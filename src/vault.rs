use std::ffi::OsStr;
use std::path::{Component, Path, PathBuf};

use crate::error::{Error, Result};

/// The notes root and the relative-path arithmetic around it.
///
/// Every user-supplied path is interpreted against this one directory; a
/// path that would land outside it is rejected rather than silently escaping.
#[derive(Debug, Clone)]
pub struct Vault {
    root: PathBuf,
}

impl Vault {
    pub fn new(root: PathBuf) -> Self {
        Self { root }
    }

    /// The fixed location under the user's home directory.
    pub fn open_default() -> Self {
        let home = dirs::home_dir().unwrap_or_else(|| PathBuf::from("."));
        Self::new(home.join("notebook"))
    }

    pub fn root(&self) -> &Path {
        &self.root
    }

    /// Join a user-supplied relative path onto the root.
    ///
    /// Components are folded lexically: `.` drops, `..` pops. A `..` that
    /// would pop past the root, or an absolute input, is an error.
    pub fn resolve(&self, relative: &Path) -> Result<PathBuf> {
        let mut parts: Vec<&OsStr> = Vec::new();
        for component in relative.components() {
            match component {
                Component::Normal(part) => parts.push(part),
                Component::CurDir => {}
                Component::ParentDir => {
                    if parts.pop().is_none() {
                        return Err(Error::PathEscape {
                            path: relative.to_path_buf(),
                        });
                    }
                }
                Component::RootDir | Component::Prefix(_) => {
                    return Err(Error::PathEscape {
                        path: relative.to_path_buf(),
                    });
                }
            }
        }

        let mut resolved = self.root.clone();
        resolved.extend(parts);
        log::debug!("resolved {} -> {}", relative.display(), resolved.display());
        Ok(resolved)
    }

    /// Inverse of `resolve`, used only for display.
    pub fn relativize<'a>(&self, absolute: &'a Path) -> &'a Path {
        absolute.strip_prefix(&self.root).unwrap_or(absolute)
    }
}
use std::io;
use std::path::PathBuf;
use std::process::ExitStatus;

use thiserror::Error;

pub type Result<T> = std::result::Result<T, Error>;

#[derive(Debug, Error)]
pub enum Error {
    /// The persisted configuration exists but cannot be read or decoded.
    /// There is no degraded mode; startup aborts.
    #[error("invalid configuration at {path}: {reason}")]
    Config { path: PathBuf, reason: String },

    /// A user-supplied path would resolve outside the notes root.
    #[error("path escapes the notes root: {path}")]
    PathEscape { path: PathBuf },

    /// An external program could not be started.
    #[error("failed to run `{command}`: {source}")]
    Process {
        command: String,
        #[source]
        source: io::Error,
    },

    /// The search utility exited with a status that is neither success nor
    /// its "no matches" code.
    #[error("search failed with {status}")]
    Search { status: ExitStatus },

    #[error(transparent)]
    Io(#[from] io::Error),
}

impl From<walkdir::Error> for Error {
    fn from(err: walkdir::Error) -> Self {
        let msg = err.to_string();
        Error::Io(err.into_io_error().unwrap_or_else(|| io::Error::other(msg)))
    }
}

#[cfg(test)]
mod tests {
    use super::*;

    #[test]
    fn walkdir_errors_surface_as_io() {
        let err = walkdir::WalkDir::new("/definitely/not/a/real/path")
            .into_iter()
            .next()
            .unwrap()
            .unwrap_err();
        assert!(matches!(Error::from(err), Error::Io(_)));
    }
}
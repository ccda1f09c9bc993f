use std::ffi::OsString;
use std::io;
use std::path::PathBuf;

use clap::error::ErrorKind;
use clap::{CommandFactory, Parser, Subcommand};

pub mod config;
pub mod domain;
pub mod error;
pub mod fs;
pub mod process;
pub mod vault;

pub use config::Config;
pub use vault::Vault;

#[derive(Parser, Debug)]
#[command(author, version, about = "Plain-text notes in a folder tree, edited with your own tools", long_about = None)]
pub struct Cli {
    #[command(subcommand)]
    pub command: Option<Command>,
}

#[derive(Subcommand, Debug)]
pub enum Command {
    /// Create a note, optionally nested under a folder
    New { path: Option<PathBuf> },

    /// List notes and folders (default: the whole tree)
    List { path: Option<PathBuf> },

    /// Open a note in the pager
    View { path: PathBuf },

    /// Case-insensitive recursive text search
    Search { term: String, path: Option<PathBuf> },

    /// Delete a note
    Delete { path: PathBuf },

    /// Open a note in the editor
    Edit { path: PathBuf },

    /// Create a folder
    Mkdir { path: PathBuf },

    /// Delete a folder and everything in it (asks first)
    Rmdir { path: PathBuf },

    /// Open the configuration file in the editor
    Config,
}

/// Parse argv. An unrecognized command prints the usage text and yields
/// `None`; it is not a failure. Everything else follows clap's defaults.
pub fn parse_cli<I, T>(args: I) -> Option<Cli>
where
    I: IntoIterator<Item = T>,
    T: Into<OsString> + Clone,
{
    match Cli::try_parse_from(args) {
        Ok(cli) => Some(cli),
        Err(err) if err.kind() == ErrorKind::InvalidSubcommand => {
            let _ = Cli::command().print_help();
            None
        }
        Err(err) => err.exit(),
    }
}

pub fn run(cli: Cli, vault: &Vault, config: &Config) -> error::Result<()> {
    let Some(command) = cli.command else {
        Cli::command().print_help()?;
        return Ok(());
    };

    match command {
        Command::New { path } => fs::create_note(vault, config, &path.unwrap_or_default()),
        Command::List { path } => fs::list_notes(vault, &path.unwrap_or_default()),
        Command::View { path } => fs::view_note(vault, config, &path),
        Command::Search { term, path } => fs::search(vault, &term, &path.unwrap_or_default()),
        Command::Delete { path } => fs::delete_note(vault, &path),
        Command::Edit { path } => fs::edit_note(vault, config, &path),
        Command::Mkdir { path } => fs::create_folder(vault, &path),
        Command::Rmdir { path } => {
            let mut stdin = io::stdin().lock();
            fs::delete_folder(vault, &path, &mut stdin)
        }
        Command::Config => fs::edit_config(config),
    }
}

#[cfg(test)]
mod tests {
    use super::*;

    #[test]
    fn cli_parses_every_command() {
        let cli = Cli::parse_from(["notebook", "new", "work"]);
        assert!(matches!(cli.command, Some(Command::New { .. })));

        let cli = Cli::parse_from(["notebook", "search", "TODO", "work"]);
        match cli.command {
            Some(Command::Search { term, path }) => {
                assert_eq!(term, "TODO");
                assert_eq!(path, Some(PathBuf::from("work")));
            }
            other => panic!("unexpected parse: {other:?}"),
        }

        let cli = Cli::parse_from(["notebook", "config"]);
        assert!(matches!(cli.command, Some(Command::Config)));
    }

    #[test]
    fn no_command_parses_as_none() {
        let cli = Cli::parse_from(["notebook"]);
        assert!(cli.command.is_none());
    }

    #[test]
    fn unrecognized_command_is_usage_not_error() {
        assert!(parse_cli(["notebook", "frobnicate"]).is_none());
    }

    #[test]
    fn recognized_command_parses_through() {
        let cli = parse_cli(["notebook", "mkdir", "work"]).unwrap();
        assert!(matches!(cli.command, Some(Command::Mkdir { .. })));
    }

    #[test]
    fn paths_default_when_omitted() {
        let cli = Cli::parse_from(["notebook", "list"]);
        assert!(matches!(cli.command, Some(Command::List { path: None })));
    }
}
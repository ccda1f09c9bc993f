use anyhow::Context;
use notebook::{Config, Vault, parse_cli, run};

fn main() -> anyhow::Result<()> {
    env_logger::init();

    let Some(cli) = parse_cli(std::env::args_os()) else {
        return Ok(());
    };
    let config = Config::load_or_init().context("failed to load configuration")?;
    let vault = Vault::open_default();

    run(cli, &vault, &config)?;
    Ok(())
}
━━━━
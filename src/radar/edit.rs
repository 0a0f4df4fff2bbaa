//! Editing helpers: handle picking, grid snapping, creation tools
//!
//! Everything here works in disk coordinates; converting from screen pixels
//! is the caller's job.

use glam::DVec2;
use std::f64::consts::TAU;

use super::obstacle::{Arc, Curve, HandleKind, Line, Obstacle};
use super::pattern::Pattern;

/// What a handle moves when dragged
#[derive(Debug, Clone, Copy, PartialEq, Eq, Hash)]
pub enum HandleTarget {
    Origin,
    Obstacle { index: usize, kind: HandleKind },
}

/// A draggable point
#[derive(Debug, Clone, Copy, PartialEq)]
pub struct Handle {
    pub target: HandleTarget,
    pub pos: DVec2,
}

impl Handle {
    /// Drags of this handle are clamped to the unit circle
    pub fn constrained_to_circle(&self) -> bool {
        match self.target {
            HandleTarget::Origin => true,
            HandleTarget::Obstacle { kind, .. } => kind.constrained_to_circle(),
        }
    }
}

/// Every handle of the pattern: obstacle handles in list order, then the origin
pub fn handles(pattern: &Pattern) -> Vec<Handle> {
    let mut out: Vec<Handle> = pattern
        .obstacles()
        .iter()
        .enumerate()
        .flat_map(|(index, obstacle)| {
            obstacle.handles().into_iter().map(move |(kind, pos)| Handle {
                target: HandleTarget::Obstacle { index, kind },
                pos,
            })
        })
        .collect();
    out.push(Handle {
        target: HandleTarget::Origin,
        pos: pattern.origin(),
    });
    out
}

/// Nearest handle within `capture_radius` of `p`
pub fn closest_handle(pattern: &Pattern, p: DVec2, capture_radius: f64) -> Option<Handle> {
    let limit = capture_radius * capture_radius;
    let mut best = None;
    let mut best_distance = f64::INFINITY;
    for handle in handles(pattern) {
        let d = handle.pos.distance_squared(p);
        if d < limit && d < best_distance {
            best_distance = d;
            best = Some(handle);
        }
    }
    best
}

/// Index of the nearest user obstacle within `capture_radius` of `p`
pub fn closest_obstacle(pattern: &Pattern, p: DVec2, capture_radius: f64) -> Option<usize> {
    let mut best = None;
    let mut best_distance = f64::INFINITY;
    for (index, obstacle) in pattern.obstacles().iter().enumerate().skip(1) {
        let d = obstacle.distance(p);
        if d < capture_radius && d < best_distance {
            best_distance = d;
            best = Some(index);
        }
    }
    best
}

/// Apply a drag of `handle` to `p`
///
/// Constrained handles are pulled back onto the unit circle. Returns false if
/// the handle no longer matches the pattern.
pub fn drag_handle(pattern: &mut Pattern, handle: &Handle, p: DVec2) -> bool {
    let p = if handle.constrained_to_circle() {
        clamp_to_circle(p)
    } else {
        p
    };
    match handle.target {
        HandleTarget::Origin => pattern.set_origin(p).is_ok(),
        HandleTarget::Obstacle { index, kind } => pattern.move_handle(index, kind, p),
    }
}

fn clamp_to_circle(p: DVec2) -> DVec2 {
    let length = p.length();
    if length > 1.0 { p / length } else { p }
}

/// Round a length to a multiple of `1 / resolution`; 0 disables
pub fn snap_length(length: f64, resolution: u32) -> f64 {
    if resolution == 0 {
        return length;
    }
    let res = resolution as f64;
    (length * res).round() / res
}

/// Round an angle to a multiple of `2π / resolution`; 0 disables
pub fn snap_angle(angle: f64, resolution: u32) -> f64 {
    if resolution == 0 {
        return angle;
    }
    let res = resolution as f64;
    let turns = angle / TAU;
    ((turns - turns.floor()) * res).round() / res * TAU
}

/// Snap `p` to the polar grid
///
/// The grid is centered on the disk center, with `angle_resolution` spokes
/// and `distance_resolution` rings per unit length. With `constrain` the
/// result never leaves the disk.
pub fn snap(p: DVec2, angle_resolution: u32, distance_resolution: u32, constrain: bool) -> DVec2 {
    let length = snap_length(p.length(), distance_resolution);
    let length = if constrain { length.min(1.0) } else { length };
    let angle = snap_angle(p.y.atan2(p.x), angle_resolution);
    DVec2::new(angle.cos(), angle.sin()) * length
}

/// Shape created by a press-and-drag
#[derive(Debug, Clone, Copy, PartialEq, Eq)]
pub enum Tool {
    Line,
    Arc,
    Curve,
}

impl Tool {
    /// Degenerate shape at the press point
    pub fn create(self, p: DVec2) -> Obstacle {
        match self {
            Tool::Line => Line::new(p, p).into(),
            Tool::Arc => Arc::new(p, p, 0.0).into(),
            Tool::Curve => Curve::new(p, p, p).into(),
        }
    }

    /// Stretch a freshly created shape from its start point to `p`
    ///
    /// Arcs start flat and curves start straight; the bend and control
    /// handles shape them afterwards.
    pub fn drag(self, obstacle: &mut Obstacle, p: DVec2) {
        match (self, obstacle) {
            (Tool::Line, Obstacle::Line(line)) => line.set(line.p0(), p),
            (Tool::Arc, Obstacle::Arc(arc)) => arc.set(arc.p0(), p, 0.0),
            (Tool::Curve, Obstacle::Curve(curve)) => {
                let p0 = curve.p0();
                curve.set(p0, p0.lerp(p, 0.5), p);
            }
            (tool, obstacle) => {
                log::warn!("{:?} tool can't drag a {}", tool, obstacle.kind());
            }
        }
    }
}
━━━━
* Brief *
The lines above starting at the one that contains "filename src/vault.rs" and ending at the one that contains "pub fn resolve(&self, relative: &Path)" must be transcribed exactly, and no other lines may appear.

* Solution for this task *
filename src/vault.rs
use std::ffi::OsStr;
use std::path::{Component, Path, PathBuf};

use crate::error::{Error, Result};

/// The notes root and the relative-path arithmetic around it.
///
/// Every user-supplied path is interpreted against this one directory; a
/// path that would land outside it is rejected rather than silently escaping.
#[derive(Debug, Clone)]
pub struct Vault {
    root: PathBuf,
}

impl Vault {
    pub fn new(root: PathBuf) -> Self {
        Self { root }
    }

    /// The fixed location under the user's home directory.
    pub fn open_default() -> Self {
        let home = dirs::home_dir().unwrap_or_else(|| PathBuf::from("."));
        Self::new(home.join("notebook"))
    }

    pub fn root(&self) -> &Path {
        &self.root
    }

    /// Join a user-supplied relative path onto the root.
    ///
    /// Components are folded lexically: `.` drops, `..` pops. A `..` that
    /// would pop past the root, or an absolute input, is an error.
    pub fn resolve(&self, relative: &Path) -> Result<PathBuf> {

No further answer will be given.